(SUPPLIED RECORDS)

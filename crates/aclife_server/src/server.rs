//! The server facade.

use crate::auth::{AuthService, LoginGrant};
use crate::billing::BillingSource;
use crate::calendar::{ApplySummary, CalendarService};
use crate::config::ServerConfig;
use crate::deadline::Deadline;
use crate::error::{ServerError, ServerResult};
use crate::identity::IdentityResolver;
use crate::push::{LogNotifier, PushNotifier};
use crate::request::{ClientKey, RequestContext, Route};
use crate::store::{AccountStore, EventStore, MemoryStore, SessionStore};
use crate::subscription::SubscriptionGate;
use aclife_ephemeral::{RateLimiter, SubscriptionCache, Sweeper};
use aclife_protocol::{
    EventChange, LoginStartReply, LoginStartRequest, LoginVerifyRequest, PublicAccount,
    RegisterRequest, SnapshotEntry, SyncDiff,
};
use parking_lot::Mutex;
use std::net::IpAddr;
use std::sync::Arc;
use tracing::{debug, info};

/// External collaborators the server runs against.
#[derive(Clone)]
pub struct Backends {
    /// Credential records.
    pub accounts: Arc<dyn AccountStore>,
    /// Access-token sessions.
    pub sessions: Arc<dyn SessionStore>,
    /// Calendar events.
    pub events: Arc<dyn EventStore>,
    /// Billing status source.
    pub billing: Arc<dyn BillingSource>,
    /// Push transport.
    pub push: Arc<dyn PushNotifier>,
}

impl Backends {
    /// Every store backed by `store`, pushes only logged.
    pub fn in_memory(store: &MemoryStore, billing: Arc<dyn BillingSource>) -> Self {
        Self {
            accounts: Arc::new(store.clone()),
            sessions: Arc::new(store.clone()),
            events: Arc::new(store.clone()),
            billing,
            push: Arc::new(LogNotifier),
        }
    }

    /// Replaces the push transport.
    #[must_use]
    pub fn with_push(mut self, push: Arc<dyn PushNotifier>) -> Self {
        self.push = push;
        self
    }
}

impl std::fmt::Debug for Backends {
    fn fmt(&self, f: &mut std::fmt::Formatter<'_>) -> std::fmt::Result {
        f.debug_struct("Backends").finish_non_exhaustive()
    }
}

/// The aclife server core.
///
/// Every request passes the route's rate limit first, then whatever identity
/// and subscription checks the route needs. Transports build a
/// [`RequestContext`] with [`AclifeServer::context`] and call the matching
/// method.
///
/// # Example
///
/// ```rust,ignore
/// use aclife_server::{AclifeServer, Backends, MemoryStore, ServerConfig, StaticBilling};
/// use std::sync::Arc;
///
/// let store = MemoryStore::new();
/// let server = AclifeServer::new(
///     ServerConfig::default(),
///     Backends::in_memory(&store, Arc::new(StaticBilling::new())),
/// );
/// server.start();
/// // ... serve requests ...
/// server.shutdown().await;
/// ```
pub struct AclifeServer {
    config: ServerConfig,
    limiter: Arc<RateLimiter>,
    auth: AuthService,
    identity: IdentityResolver,
    gate: SubscriptionGate,
    calendar: CalendarService,
    sweepers: Mutex<Vec<Sweeper>>,
}

impl AclifeServer {
    /// Creates a server. Nothing runs in the background until
    /// [`AclifeServer::start`].
    pub fn new(config: ServerConfig, backends: Backends) -> Self {
        let retention = config
            .rate_window_retention
            .max(config.longest_rate_window());
        let gate = SubscriptionGate::new(
            config.subscription_required,
            Arc::new(SubscriptionCache::new(config.subscription_cache_ttl)),
            backends.billing,
            Arc::clone(&backends.accounts),
        );

        Self {
            limiter: Arc::new(RateLimiter::new(retention)),
            auth: AuthService::new(
                &config,
                Arc::clone(&backends.accounts),
                Arc::clone(&backends.sessions),
            ),
            identity: IdentityResolver::new(backends.accounts, backends.sessions),
            gate,
            calendar: CalendarService::new(backends.events, backends.push),
            sweepers: Mutex::new(Vec::new()),
            config,
        }
    }

    /// The active configuration.
    pub fn config(&self) -> &ServerConfig {
        &self.config
    }

    /// Starts one sweeper per ephemeral store. Calling it again while running
    /// does nothing. Must be called inside a tokio runtime.
    pub fn start(&self) {
        let mut sweepers = self.sweepers.lock();
        if !sweepers.is_empty() {
            return;
        }
        let every = self.config.sweep_interval;
        sweepers.push(Sweeper::spawn("pending_logins", self.auth.pending_logins(), every));
        sweepers.push(Sweeper::spawn("rate_windows", self.limiter.clone(), every));
        sweepers.push(Sweeper::spawn("subscription_cache", self.gate.cache(), every));
        info!(sweep_interval = ?every, "server started");
    }

    /// Stops every sweeper and waits for them to finish.
    pub async fn shutdown(&self) {
        let sweepers = std::mem::take(&mut *self.sweepers.lock());
        for sweeper in sweepers {
            debug!(store = sweeper.name(), "stopping sweeper");
            sweeper.shutdown().await;
        }
        info!("server stopped");
    }

    /// Builds the context for a request from `peer`, with the configured
    /// deadline.
    pub fn context(&self, peer: IpAddr, real_ip: Option<&str>) -> RequestContext {
        RequestContext::new(
            ClientKey::from_peer(peer, real_ip, self.config.behind_proxy),
            Deadline::after(self.config.request_timeout),
        )
    }

    fn admit(&self, route: Route, ctx: &RequestContext) -> ServerResult<()> {
        if self
            .limiter
            .check(&ctx.client().scoped(route), route.policy(&self.config))
        {
            Ok(())
        } else {
            debug!(%route, client = %ctx.client(), "rate limited");
            Err(ServerError::RateLimited)
        }
    }

    /// `Register`.
    pub async fn register(&self, ctx: &RequestContext, request: RegisterRequest) -> ServerResult<()> {
        self.admit(Route::Auth, ctx)?;
        self.auth.register(request, ctx.deadline()).await
    }

    /// `LoginStart`.
    pub async fn login_start(
        &self,
        ctx: &RequestContext,
        request: LoginStartRequest,
    ) -> ServerResult<LoginStartReply> {
        self.admit(Route::Auth, ctx)?;
        self.auth.login_start(request, ctx.deadline()).await
    }

    /// `LoginVerify`.
    pub async fn login_verify(
        &self,
        ctx: &RequestContext,
        request: LoginVerifyRequest,
    ) -> ServerResult<LoginGrant> {
        self.admit(Route::Auth, ctx)?;
        self.auth.login_verify(request, ctx.deadline()).await
    }

    /// `Logout` for the context's access token.
    pub async fn logout(&self, ctx: &RequestContext) -> ServerResult<()> {
        self.admit(Route::Auth, ctx)?;
        if let Some(token) = ctx.access_token() {
            self.auth.logout(token, ctx.deadline()).await;
        }
        Ok(())
    }

    /// The caller's own account details.
    pub async fn account_info(&self, ctx: &RequestContext) -> ServerResult<PublicAccount> {
        self.admit(Route::Account, ctx)?;
        let account = self.identity.require(ctx).await?;
        Ok(account.public_view())
    }

    /// `CalendarApplyChanges` for the caller.
    pub async fn save_events(
        &self,
        ctx: &RequestContext,
        changes: &[EventChange],
    ) -> ServerResult<ApplySummary> {
        self.admit(Route::Calendar, ctx)?;
        let account = self.gate.check(ctx, &self.identity, false).await?;
        self.calendar
            .apply_changes(account.id, changes, ctx.origin(), ctx.deadline())
            .await
    }

    /// `CalendarSync` for the caller.
    pub async fn sync_events(
        &self,
        ctx: &RequestContext,
        snapshot: &[SnapshotEntry],
    ) -> ServerResult<SyncDiff> {
        self.admit(Route::Calendar, ctx)?;
        let account = self.gate.check(ctx, &self.identity, false).await?;
        self.calendar
            .sync(account.id, snapshot, ctx.deadline())
            .await
    }

    /// Sends the caller's devices a test notification naming their account.
    pub async fn test_push(&self, ctx: &RequestContext) -> ServerResult<()> {
        self.admit(Route::Account, ctx)?;
        let account = self.identity.require(ctx).await?;
        let body = format!("You are user: {}", account.uuid);
        self.calendar
            .notify_devices(account.id, "Test Notification", &body, ctx.deadline())
            .await
    }

    /// Billing callback: a subscription changed status.
    pub async fn record_subscription_status(
        &self,
        ctx: &RequestContext,
        subscription_id: &str,
        status: &str,
    ) -> ServerResult<u64> {
        self.admit(Route::Billing, ctx)?;
        self.gate
            .record_status(subscription_id, status, ctx.deadline())
            .await
    }

    /// Links billing identifiers to the caller's account. The next calendar
    /// request fetches the subscription's status.
    pub async fn link_subscription(
        &self,
        ctx: &RequestContext,
        customer_id: &str,
        subscription_id: &str,
    ) -> ServerResult<PublicAccount> {
        self.admit(Route::Account, ctx)?;
        let account = self.identity.require(ctx).await?;
        self.gate
            .link(account.id, customer_id, subscription_id, ctx.deadline())
            .await?;
        let refreshed = self.identity.identify(ctx, true).await?.unwrap_or(account);
        Ok(refreshed.public_view())
    }

    /// Login exchanges waiting for their second phase.
    pub fn pending_logins(&self) -> usize {
        self.auth.pending_logins().len()
    }

    /// Clients with a live rate window.
    pub fn tracked_clients(&self) -> usize {
        self.limiter.tracked_clients()
    }
}

impl std::fmt::Debug for AclifeServer {
    fn fmt(&self, f: &mut std::fmt::Formatter<'_>) -> std::fmt::Result {
        f.debug_struct("AclifeServer")
            .field("config", &self.config)
            .field("auth", &self.auth)
            .field("limiter", &self.limiter)
            .field("sweepers", &self.sweepers.lock().len())
            .finish_non_exhaustive()
    }
}
//! # aclife Ephemeral State
//!
//! Short-lived, concurrently accessed server state for aclife.
//!
//! This crate provides:
//! - [`TtlStore`], a sharded key/value store with per-entry expiry
//! - [`Sweeper`], a cancellable periodic task that evicts expired entries
//! - [`RateLimiter`], a sliding-window limiter keyed by client identity
//! - [`SubscriptionCache`], a billing-status cache with hard expiry
//!
//! # Time
//!
//! All ages are measured with [`tokio::time::Instant`], so tests can drive
//! expiry deterministically with a paused clock.
//!
//! ```rust,ignore
//! use aclife_ephemeral::{Sweeper, TtlStore};
//! use std::sync::Arc;
//! use std::time::Duration;
//!
//! let sessions = Arc::new(TtlStore::<String, u32>::new(Duration::from_secs(300)));
//! let sweeper = Sweeper::spawn("sessions", sessions.clone(), Duration::from_secs(60));
//! sessions.insert("abc".into(), 7);
//! // ...
//! sweeper.shutdown().await;
//! ```
//!
//! This crate performs no I/O.

#![deny(unsafe_code)]
#![warn(missing_docs)]
#![warn(clippy::unwrap_used, clippy::expect_used, clippy::panic)]

mod rate_limit;
mod store;
mod subscription;
mod sweeper;

pub use rate_limit::{RateLimiter, RatePolicy};
pub use store::TtlStore;
pub use subscription::SubscriptionCache;
pub use sweeper::{Sweep, Sweeper, MIN_SWEEP_INTERVAL};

(End SUPPLIED RECORDS)

- YOUR GOAL -
Filter the lines above, keeping each one that contains the string "EventStore".

- WRITTEN REPLY -
use crate::store::{AccountStore, EventStore, MemoryStore, SessionStore};
    pub events: Arc<dyn EventStore>,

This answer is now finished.